Factorization of Noncommutative Polynomials and Nullstellensätze for the Free Algebra

Abstract

Abstract This article gives a class of Nullstellensätze for noncommutative polynomials. The singularity set of a noncommutative polynomial $f=f(x_1,\dots ,x_g)$ is $\mathscr{Z}(\,f)=(\mathscr{Z}_n(\,f))_n$, where $\mathscr{Z}_n(\,f)=\{X \in{\operatorname{M}}_{n}({\mathbb{C}})^g \colon \det f(X) = 0\}.$ The 1st main theorem of this article shows that the irreducible factors of $f$ are in a natural bijective correspondence with irreducible components of $\mathscr{Z}_n(\,f)$ for every sufficiently large $n$. With each polynomial $h$ in $x$ and $x^*$ one also associates its real singularity set $\mathscr{Z}^{{\operatorname{re}}}(h)=\{X\colon \det h(X,X^*)=0\}$. A polynomial $f$ that depends on $x$ alone (no $x^*$ variables) will be called analytic.

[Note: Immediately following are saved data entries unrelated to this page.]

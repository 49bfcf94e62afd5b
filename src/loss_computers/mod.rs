//! Loss computers: configured selection of a loss function over named
//! targets, logits and sequence lengths.

mod computer;
mod config;
mod inputs;
mod kind;

pub use computer::LossComputer;
pub use config::LossConfig;
pub use inputs::{BatchTensor, LossInputs};
pub use kind::LossKind;
//! Permutation search for permutation-invariant losses.
//!
//! The cost of assigning output channel `i` to target channel `j` is computed
//! once per example (`nrS²` pairs). A permutation `p` then costs
//! `sum_k pair[p[k], k]`, which for all permutations at once is a single
//! matmul against a 0/1 selection matrix.

use burn::tensor::{Tensor, TensorData, backend::Backend};

use crate::errors::{Result, SeparationError};

/// Largest supported number of sources; `8!` permutations is the ceiling.
pub const MAX_SOURCES: usize = 8;

/// All permutations of `0..n` in lexicographic order.
pub fn permutations(n: usize) -> Vec<Vec<usize>> {
    let mut current: Vec<usize> = (0..n).collect();
    let mut all = vec![current.clone()];
    while next_permutation(&mut current) {
        all.push(current.clone());
    }
    all
}

fn next_permutation(values: &mut [usize]) -> bool {
    if values.len() < 2 {
        return false;
    }
    let mut pivot = values.len() - 1;
    while pivot > 0 && values[pivot - 1] >= values[pivot] {
        pivot -= 1;
    }
    if pivot == 0 {
        return false;
    }
    let mut successor = values.len() - 1;
    while values[successor] <= values[pivot - 1] {
        successor -= 1;
    }
    values.swap(pivot - 1, successor);
    values[pivot..].reverse();
    true
}

/// Minimizes a pairwise assignment cost over every channel permutation.
#[derive(Debug, Clone)]
pub struct PermutationSearch {
    num_sources: usize,
    permutations: Vec<Vec<usize>>,
}

impl PermutationSearch {
    /// Fails unless `1 <= num_sources <= MAX_SOURCES`.
    pub fn new(num_sources: usize) -> Result<Self> {
        if num_sources == 0 || num_sources > MAX_SOURCES {
            return Err(SeparationError::configuration(
                "nrS",
                format!(
                    "permutation search needs between 1 and {MAX_SOURCES} sources, got {num_sources}"
                ),
            ));
        }
        Ok(Self {
            num_sources,
            permutations: permutations(num_sources),
        })
    }

    pub fn num_sources(&self) -> usize {
        self.num_sources
    }

    /// Permutations in enumeration (lexicographic) order.
    pub fn permutations(&self) -> &[Vec<usize>] {
        &self.permutations
    }

    /// `[nrS * nrS, nrS!]` matrix with a 1 at `(p[k] * nrS + k, p)`.
    pub fn selection_matrix<B: Backend>(&self, device: &B::Device) -> Tensor<B, 2> {
        let n = self.num_sources;
        let count = self.permutations.len();
        let mut data = vec![0.0f32; n * n * count];
        for (column, permutation) in self.permutations.iter().enumerate() {
            for (target, &output) in permutation.iter().enumerate() {
                data[(output * n + target) * count + column] = 1.0;
            }
        }
        Tensor::from_data(TensorData::new(data, [n * n, count]), device)
    }

    fn check_pairs(&self, dims: [usize; 3]) -> Result<()> {
        let [_, outputs, targets] = dims;
        if outputs != self.num_sources || targets != self.num_sources {
            return Err(SeparationError::shape(
                "pairwise permutation costs",
                format!("[batch, {0}, {0}]", self.num_sources),
                format!("{dims:?}"),
            ));
        }
        Ok(())
    }

    /// Cost of every permutation per example, `[batch, nrS!]`, from pairwise
    /// costs `[batch, nrS(outputs), nrS(targets)]`.
    pub fn permutation_costs<B: Backend>(&self, pair_costs: Tensor<B, 3>) -> Result<Tensor<B, 2>> {
        let dims = pair_costs.dims();
        self.check_pairs(dims)?;
        let n = self.num_sources;
        let selection = self.selection_matrix::<B>(&pair_costs.device());
        Ok(pair_costs.reshape([dims[0], n * n]).matmul(selection))
    }

    /// Per-example minimum permutation cost, `[batch]`.
    pub fn min_cost<B: Backend>(&self, pair_costs: Tensor<B, 3>) -> Result<Tensor<B, 1>> {
        let batch_size = pair_costs.dims()[0];
        Ok(self
            .permutation_costs(pair_costs)?
            .min_dim(1)
            .reshape([batch_size]))
    }

    /// Host-side arg-min per example; the first minimum in enumeration order
    /// wins ties.
    pub fn best_permutations<B: Backend>(&self, pair_costs: Tensor<B, 3>) -> Result<Vec<Vec<usize>>> {
        let costs = self.permutation_costs(pair_costs)?;
        let [batch_size, count] = costs.dims();
        let values: Vec<f32> = costs
            .into_data()
            .convert::<f32>()
            .to_vec()
            .map_err(|err| SeparationError::TensorData {
                message: format!("{err:?}"),
            })?;

        Ok((0..batch_size)
            .map(|batch| {
                let row = &values[batch * count..(batch + 1) * count];
                let mut best = 0;
                for (index, &cost) in row.iter().enumerate() {
                    if cost < row[best] {
                        best = index;
                    }
                }
                self.permutations[best].clone()
            })
            .collect())
    }
}

/// Squared-error pairwise costs between reconstructions and targets.
///
/// `recs` and `targets` are `[batch, time, feat, nrS]`, `weights` is
/// `[batch, time, feat]`. Returns `[batch, nrS(recs), nrS(targets)]` with
/// `sum_{t,f} w * (recs[.., i] - targets[.., j])²`.
pub fn squared_error_pairs<B: Backend>(
    recs: Tensor<B, 4>,
    targets: Tensor<B, 4>,
    weights: Tensor<B, 3>,
) -> Result<Tensor<B, 3>> {
    let dims = recs.dims();
    if targets.dims() != dims {
        return Err(SeparationError::shape(
            "reconstruction targets",
            format!("{dims:?}"),
            format!("{:?}", targets.dims()),
        ));
    }
    let [batch_size, time, feat, n] = dims;
    if weights.dims() != [batch_size, time, feat] {
        return Err(SeparationError::shape(
            "reconstruction weights",
            format!("{:?}", [batch_size, time, feat]),
            format!("{:?}", weights.dims()),
        ));
    }

    // Σw(r - t)² = Σw·r² + Σw·t² - 2·Σ(w·r)t
    let bins = time * feat;
    let shape = [batch_size, n, n];
    let recs = recs.reshape([batch_size, bins, n]);
    let targets = targets.reshape([batch_size, bins, n]);
    let weights = weights.reshape([batch_size, bins, 1]).expand([batch_size, bins, n]);

    let weighted_recs = recs.clone() * weights.clone();
    let rec_energy = (weighted_recs.clone() * recs)
        .sum_dim(1)
        .reshape([batch_size, n, 1])
        .expand(shape);
    let target_energy = (targets.clone().powf_scalar(2.0) * weights)
        .sum_dim(1)
        .expand(shape);
    let cross = weighted_recs.swap_dims(1, 2).matmul(targets);

    Ok(rec_energy + target_energy - cross.mul_scalar(2.0))
}

/// Sum over the batch of the per-example minimum, as a single-element tensor.
pub(crate) fn summed_min_cost<B: Backend>(
    search: &PermutationSearch,
    pair_costs: Tensor<B, 3>,
) -> Result<Tensor<B, 1>> {
    log::trace!(
        "permutation search over {} candidates for pair costs {:?}",
        search.permutations.len(),
        pair_costs.dims()
    );
    Ok(search.min_cost(pair_costs)?.sum())
}

#[cfg(test)]
mod tests {
    use super::*;
    use burn::backend::NdArray;

    type TestBackend = NdArray;

    #[test]
    fn test_permutations_lexicographic() {
        assert_eq!(
            permutations(3),
            vec![
                vec![0, 1, 2],
                vec![0, 2, 1],
                vec![1, 0, 2],
                vec![1, 2, 0],
                vec![2, 0, 1],
                vec![2, 1, 0],
            ]
        );
        assert_eq!(permutations(1), vec![vec![0]]);
        assert_eq!(permutations(5).len(), 120);
    }

    #[test]
    fn test_search_bounds() {
        assert!(matches!(
            PermutationSearch::new(0),
            Err(SeparationError::Configuration { .. })
        ));
        assert!(matches!(
            PermutationSearch::new(MAX_SOURCES + 1),
            Err(SeparationError::Configuration { .. })
        ));
        assert_eq!(PermutationSearch::new(1).unwrap().permutations().len(), 1);
    }

    fn swapped_channels(
        device: &<TestBackend as Backend>::Device,
    ) -> (Tensor<TestBackend, 4>, Tensor<TestBackend, 4>) {
        // [batch=1, time=1, feat=2, nrS=2]: recs channels [1,0] and [0,1],
        // targets channels [0,1] and [1,0].
        let recs = Tensor::from_floats([[[[1.0, 0.0], [0.0, 1.0]]]], device);
        let targets = Tensor::from_floats([[[[0.0, 1.0], [1.0, 0.0]]]], device);
        (recs, targets)
    }

    #[test]
    fn test_swapped_channels_cost_zero() {
        let device = <TestBackend as Backend>::Device::default();
        let (recs, targets) = swapped_channels(&device);
        let weights = Tensor::ones([1, 1, 2], &device);
        let search = PermutationSearch::new(2).unwrap();

        let pairs = squared_error_pairs(recs, targets, weights).unwrap();
        let pair_values: Vec<f32> = pairs.to_data().to_vec().unwrap();
        assert_eq!(pair_values, vec![2.0, 0.0, 0.0, 2.0]);

        let costs: Vec<f32> = search
            .permutation_costs(pairs.clone())
            .unwrap()
            .to_data()
            .to_vec()
            .unwrap();
        assert_eq!(costs, vec![4.0, 0.0]);

        let min: f32 = search.min_cost(pairs.clone()).unwrap().sum().into_scalar();
        assert_eq!(min, 0.0);
        assert_eq!(search.best_permutations(pairs).unwrap(), vec![vec![1, 0]]);
    }

    #[test]
    fn test_cost_invariant_to_output_order() {
        let device = <TestBackend as Backend>::Device::default();
        let (recs, targets) = swapped_channels(&device);
        let weights = Tensor::<TestBackend, 3>::ones([1, 1, 2], &device);
        let search = PermutationSearch::new(2).unwrap();
        let swap = Tensor::from_ints([1, 0], &device);

        let original = squared_error_pairs(recs.clone(), targets.clone(), weights.clone()).unwrap();
        let reordered = squared_error_pairs(recs.select(3, swap), targets, weights).unwrap();

        let a: f32 = search.min_cost(original).unwrap().sum().into_scalar();
        let b: f32 = search.min_cost(reordered).unwrap().sum().into_scalar();
        assert_eq!(a, b);
    }

    #[test]
    fn test_ties_keep_first_permutation() {
        let device = <TestBackend as Backend>::Device::default();
        let search = PermutationSearch::new(3).unwrap();
        let pairs = Tensor::<TestBackend, 3>::ones([2, 3, 3], &device);
        assert_eq!(
            search.best_permutations(pairs).unwrap(),
            vec![vec![0, 1, 2], vec![0, 1, 2]]
        );
    }

    #[test]
    fn test_pairs_shape_checked() {
        let device = <TestBackend as Backend>::Device::default();
        let search = PermutationSearch::new(3).unwrap();
        let pairs = Tensor::<TestBackend, 3>::ones([1, 2, 2], &device);
        assert!(matches!(
            search.min_cost(pairs),
            Err(SeparationError::ShapeMismatch { .. })
        ));
    }

    #[test]
    fn test_pairs_match_direct_sum() {
        let device = <TestBackend as Backend>::Device::default();
        // [batch=1, time=2, feat=2, nrS=3]
        let rec_values = [0.3f32, -1.2, 0.8, 2.0, 0.1, -0.4, 1.5, 0.7, -0.9, 0.0, 0.6, 1.1];
        let target_values = [1.0f32, 0.2, -0.5, 0.4, 0.9, 0.3, -1.1, 0.0, 0.5, 0.8, -0.2, 1.4];
        let weight_values = [1.0f32, 0.5, 0.0, 2.0];
        let recs = Tensor::<TestBackend, 4>::from_data(TensorData::new(rec_values.to_vec(), [1, 2, 2, 3]), &device);
        let targets =
            Tensor::<TestBackend, 4>::from_data(TensorData::new(target_values.to_vec(), [1, 2, 2, 3]), &device);
        let weights =
            Tensor::<TestBackend, 3>::from_data(TensorData::new(weight_values.to_vec(), [1, 2, 2]), &device);

        let pairs: Vec<f32> = squared_error_pairs(recs, targets, weights)
            .unwrap()
            .to_data()
            .to_vec()
            .unwrap();
        for i in 0..3 {
            for j in 0..3 {
                let expected: f32 = (0..4)
                    .map(|bin| {
                        let diff = rec_values[bin * 3 + i] - target_values[bin * 3 + j];
                        weight_values[bin] * diff * diff
                    })
                    .sum();
                assert!((pairs[i * 3 + j] - expected).abs() < 1e-5, "({i}, {j})");
            }
        }
    }
}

The main Nullstellensatz proved here is as follows: for analytic $f$ but for $h$ dependent on possibly both $x$ and $x^*$, the containment $\mathscr{Z}(\,f) \subseteq \mathscr{Z}^{{\operatorname{re}}} (h)$ is equivalent to each factor of $f$ being “stably associated” to a factor of $h$ or of $h^*$. For perspective, classical Hilbert-type Nullstellensätze typically apply only to analytic polynomials $f,h $, while real Nullstellensätze typically require adjusting the functions by sums of squares of polynomials (sos). Since the above “algebraic certificate” does not involve a sos, it seems justified to think of this as the natural determinantal Hilbert Nullstellensatz. An earlier paper of the authors (Adv. Math. 331 (2018): 589–626) obtained such a theorem for special classes of analytic polynomials $f$ and $h$. This paper requires few hypotheses and hopefully brings this type of Nullstellensatz to near final form. Finally, the paper gives a Nullstellensatz for zeros ${\mathcal{V}}(\,f)=\{X\colon f(X,X^*)=0\}$ of a hermitian polynomial $f$, leading to a strong Positivstellensatz for quadratic free semialgebraic sets by the use of a slack variable.